__ACTION ITEM__
Nothing but the lines from the one that contains "let g = u8::from_str_radix(&s[1..2], 16).ok()?" through the end of the data should be reproduced, and each must match exactly.

SOURCE MATERIAL section start

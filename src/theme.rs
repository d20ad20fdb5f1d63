//! Theme colors, with optional overrides from the config file

use ratatui::style::Color;

use crate::config::ThemeOverrides;

/// Theme colors for the UI
#[derive(Debug, Clone, PartialEq)]
pub struct Theme {
    pub accent: Color,      // Active borders, key hints
    pub danger: Color,      // Error lines
    pub success: Color,     // Stat values
    pub warning: Color,     // Status messages, pending request
    pub text: Color,        // Primary text
    pub text_dim: Color,    // Labels, secondary text
    pub inactive: Color,    // Inactive borders
    pub header: Color,      // Section headers
}

impl Default for Theme {
    fn default() -> Self {
        // Catppuccin-inspired colors
        Self {
            accent: Color::Rgb(250, 179, 135),
            danger: Color::Rgb(243, 139, 168),
            success: Color::Rgb(166, 218, 149),
            warning: Color::Rgb(250, 179, 135),
            text: Color::Rgb(205, 214, 244),
            text_dim: Color::Rgb(147, 153, 178),
            inactive: Color::Rgb(88, 91, 112),
            header: Color::Rgb(243, 139, 168),
        }
    }
}

impl Theme {
    /// Default theme with any valid overrides applied
    pub fn from_overrides(overrides: &ThemeOverrides) -> Self {
        let mut theme = Self::default();

        let pick = |value: &Option<String>, fallback: Color| {
            match value.as_deref() {
                Some(hex) => Self::parse_hex_color(hex).unwrap_or_else(|| {
                    tracing::warn!("Ignoring invalid theme color: {}", hex);
                    fallback
                }),
                None => fallback,
            }
        };

        theme.accent = pick(&overrides.accent, theme.accent);
        theme.danger = pick(&overrides.danger, theme.danger);
        theme.text = pick(&overrides.text, theme.text);
        theme.text_dim = pick(&overrides.text_dim, theme.text_dim);
        theme.header = theme.danger;

        theme
    }

    /// Parse a hex color string (#RRGGBB or #RGB)
    fn parse_hex_color(s: &str) -> Option<Color> {
        let s = s.trim().trim_start_matches('#');
        if !s.is_ascii() {
            return None;
        }

        if s.len() == 6 {
            let r = u8::from_str_radix(&s[0..2], 16).ok()?;
            let g = u8::from_str_radix(&s[2..4], 16).ok()?;
            let b = u8::from_str_radix(&s[4..6], 16).ok()?;
            Some(Color::Rgb(r, g, b))
        } else if s.len() == 3 {
            let r = u8::from_str_radix(&s[0..1], 16).ok()? * 17;
            let g = u8::from_str_radix(&s[1..2], 16).ok()? * 17;
            let b = u8::from_str_radix(&s[2..3], 16).ok()? * 17;
            Some(Color::Rgb(r, g, b))
        } else {
            None
        }
    }
}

SOURCE MATERIAL section end

__TASK ANSWER__
            let g = u8::from_str_radix(&s[1..2], 16).ok()? * 17;
            let b = u8::from_str_radix(&s[2..3], 16).ok()? * 17;
            Some(Color::Rgb(r, g, b))
        } else {
            None
        }
    }
}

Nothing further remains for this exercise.